In the records below, find the line that contains "repository 288ea3f0fce6de19" and the line that contains "lower; which of", then retype exactly those two lines and every line between them.
Segment Start: Task inputs
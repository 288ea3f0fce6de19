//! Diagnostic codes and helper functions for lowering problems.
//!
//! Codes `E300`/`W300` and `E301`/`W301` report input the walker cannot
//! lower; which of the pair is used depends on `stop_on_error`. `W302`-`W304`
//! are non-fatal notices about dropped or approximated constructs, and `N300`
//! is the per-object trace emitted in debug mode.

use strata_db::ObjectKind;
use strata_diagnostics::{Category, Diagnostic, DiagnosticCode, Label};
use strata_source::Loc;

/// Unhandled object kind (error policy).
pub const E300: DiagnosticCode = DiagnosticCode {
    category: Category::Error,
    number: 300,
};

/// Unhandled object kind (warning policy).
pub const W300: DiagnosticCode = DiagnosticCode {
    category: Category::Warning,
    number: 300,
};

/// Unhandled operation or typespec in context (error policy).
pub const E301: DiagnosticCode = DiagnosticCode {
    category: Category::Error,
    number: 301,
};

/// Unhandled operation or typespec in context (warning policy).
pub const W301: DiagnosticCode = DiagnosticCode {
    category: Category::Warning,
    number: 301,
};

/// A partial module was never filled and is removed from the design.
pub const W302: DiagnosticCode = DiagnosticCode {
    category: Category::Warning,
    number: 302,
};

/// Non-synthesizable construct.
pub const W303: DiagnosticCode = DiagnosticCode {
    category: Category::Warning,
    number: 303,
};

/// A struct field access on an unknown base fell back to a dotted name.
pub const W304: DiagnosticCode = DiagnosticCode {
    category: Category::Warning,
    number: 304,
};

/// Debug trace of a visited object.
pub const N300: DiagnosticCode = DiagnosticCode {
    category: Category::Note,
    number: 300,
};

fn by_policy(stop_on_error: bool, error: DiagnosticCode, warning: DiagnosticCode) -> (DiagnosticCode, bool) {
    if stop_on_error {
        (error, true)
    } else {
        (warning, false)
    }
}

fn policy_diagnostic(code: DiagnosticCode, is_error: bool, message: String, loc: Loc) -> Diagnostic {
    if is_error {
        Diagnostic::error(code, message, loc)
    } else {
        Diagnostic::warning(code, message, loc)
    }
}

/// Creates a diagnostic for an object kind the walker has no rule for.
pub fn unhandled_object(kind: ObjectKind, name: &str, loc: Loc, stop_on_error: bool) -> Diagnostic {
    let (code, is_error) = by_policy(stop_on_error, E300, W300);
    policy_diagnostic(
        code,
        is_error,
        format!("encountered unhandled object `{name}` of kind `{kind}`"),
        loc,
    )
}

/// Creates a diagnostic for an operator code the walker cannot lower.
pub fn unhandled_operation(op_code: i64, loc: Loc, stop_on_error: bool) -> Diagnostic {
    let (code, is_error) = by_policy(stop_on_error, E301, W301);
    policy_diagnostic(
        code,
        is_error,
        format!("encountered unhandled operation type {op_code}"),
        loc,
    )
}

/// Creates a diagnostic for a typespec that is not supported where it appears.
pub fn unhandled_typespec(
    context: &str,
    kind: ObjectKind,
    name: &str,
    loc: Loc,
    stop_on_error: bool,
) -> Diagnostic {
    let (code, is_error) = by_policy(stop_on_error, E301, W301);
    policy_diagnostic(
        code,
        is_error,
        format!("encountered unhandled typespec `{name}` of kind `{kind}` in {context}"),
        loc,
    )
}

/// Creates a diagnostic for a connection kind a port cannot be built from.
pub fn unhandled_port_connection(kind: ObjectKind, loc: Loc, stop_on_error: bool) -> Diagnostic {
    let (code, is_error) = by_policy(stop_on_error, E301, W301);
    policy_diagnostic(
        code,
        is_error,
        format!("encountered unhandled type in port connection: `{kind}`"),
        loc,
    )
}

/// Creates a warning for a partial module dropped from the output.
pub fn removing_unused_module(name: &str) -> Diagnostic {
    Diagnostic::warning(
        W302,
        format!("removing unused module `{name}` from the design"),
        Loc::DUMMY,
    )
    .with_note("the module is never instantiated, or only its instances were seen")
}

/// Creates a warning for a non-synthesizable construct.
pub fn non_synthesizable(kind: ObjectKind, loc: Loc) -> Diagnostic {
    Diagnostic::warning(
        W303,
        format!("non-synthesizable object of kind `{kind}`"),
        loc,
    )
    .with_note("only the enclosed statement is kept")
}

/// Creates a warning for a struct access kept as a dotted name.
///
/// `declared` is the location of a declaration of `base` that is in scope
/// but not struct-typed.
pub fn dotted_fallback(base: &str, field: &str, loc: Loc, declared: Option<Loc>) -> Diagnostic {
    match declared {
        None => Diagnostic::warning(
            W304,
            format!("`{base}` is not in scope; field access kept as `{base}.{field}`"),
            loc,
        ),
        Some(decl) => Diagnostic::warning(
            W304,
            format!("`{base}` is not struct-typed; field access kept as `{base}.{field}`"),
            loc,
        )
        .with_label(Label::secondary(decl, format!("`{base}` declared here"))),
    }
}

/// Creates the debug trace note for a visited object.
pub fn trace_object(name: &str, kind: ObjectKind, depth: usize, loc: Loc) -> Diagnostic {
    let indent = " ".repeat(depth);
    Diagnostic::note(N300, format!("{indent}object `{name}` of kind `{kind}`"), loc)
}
Segment End: Task inputs
Segment Start: Task inputs
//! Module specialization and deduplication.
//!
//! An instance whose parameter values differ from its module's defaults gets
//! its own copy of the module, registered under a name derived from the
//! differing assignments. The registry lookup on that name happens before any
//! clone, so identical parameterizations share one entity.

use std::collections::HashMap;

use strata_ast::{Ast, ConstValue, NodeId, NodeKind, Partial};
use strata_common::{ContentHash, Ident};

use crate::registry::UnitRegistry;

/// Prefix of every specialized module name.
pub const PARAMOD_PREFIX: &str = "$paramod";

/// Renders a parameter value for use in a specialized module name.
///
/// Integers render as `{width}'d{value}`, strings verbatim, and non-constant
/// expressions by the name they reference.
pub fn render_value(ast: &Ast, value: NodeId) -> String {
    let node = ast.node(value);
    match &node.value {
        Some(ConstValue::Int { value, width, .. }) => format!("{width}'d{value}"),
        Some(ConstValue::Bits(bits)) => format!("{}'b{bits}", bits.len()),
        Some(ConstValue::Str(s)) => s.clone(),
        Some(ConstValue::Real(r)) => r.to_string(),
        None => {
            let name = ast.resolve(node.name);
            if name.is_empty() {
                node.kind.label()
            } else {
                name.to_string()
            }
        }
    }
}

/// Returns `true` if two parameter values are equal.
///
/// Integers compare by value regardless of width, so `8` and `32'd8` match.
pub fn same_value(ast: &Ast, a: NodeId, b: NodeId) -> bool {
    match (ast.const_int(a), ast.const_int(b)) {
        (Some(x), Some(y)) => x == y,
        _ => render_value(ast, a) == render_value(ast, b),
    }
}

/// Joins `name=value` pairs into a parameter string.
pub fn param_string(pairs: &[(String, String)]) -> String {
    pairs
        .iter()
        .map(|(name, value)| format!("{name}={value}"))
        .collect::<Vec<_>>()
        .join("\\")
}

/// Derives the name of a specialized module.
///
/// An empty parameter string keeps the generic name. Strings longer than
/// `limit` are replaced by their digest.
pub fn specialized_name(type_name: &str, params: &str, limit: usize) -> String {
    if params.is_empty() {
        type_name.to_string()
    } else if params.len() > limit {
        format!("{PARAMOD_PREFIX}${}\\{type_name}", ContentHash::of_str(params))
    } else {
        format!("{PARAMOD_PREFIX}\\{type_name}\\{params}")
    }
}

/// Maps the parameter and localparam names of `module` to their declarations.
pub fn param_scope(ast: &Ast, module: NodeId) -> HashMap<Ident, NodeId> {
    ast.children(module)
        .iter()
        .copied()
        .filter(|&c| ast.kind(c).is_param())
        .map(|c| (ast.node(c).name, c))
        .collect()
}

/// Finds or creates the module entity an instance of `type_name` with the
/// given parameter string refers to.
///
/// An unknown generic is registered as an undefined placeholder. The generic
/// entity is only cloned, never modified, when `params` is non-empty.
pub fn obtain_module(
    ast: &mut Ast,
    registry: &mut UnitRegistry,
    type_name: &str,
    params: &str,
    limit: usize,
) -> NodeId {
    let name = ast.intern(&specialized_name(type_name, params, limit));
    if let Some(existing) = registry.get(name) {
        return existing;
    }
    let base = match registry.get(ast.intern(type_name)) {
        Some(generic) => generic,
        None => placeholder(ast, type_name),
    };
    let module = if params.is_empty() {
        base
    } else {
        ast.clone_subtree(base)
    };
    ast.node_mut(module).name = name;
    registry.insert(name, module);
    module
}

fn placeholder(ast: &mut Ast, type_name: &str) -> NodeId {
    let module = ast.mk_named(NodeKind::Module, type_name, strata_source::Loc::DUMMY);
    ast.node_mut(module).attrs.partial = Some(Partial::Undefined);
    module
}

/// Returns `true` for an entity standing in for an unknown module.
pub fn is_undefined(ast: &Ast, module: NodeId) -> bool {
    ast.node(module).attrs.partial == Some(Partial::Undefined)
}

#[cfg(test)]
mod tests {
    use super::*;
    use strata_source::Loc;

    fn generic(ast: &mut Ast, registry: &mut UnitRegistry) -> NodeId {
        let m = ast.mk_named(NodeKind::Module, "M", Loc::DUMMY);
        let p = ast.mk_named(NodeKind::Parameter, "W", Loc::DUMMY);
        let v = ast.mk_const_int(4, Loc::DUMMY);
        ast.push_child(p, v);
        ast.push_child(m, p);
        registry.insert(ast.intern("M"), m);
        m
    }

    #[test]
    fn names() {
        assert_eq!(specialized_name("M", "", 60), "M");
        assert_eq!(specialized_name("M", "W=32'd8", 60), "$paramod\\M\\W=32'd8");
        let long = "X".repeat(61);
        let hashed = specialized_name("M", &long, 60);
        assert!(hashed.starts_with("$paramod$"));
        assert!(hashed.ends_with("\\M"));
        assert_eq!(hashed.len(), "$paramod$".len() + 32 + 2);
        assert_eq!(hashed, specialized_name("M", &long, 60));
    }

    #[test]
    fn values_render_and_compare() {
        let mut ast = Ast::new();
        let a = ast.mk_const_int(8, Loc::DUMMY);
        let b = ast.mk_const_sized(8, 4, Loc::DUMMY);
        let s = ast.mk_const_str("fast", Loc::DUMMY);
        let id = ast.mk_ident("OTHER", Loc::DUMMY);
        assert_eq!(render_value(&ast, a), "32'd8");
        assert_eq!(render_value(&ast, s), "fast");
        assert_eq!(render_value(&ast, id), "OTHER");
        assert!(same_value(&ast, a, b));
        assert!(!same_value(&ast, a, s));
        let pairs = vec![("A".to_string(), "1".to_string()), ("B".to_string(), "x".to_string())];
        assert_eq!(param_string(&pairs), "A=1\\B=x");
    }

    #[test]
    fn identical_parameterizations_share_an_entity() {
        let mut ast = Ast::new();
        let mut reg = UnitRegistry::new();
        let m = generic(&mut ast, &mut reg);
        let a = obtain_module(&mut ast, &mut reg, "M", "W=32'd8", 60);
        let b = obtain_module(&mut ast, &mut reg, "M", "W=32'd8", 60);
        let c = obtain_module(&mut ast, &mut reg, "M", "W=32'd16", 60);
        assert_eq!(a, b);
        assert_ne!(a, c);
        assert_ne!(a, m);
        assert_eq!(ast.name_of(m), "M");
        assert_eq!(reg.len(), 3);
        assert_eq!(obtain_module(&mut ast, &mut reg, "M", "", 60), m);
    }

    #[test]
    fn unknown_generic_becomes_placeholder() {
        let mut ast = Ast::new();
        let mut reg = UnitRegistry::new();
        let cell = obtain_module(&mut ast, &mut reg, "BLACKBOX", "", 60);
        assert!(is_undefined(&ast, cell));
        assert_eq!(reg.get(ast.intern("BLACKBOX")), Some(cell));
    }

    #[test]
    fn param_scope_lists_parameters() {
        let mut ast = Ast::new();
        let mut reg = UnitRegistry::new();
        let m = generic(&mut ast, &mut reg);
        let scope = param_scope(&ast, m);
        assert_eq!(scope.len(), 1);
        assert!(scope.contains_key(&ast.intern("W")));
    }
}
Segment End: Task inputs
Solution to the problem ->
repository 288ea3f0fce6de19
//! Diagnostic codes and helper functions for lowering problems.
//!
//! Codes `E300`/`W300` and `E301`/`W301` report input the walker cannot
//! lower; which of the pair is used depends on `stop_on_error`. `W302`-`W304`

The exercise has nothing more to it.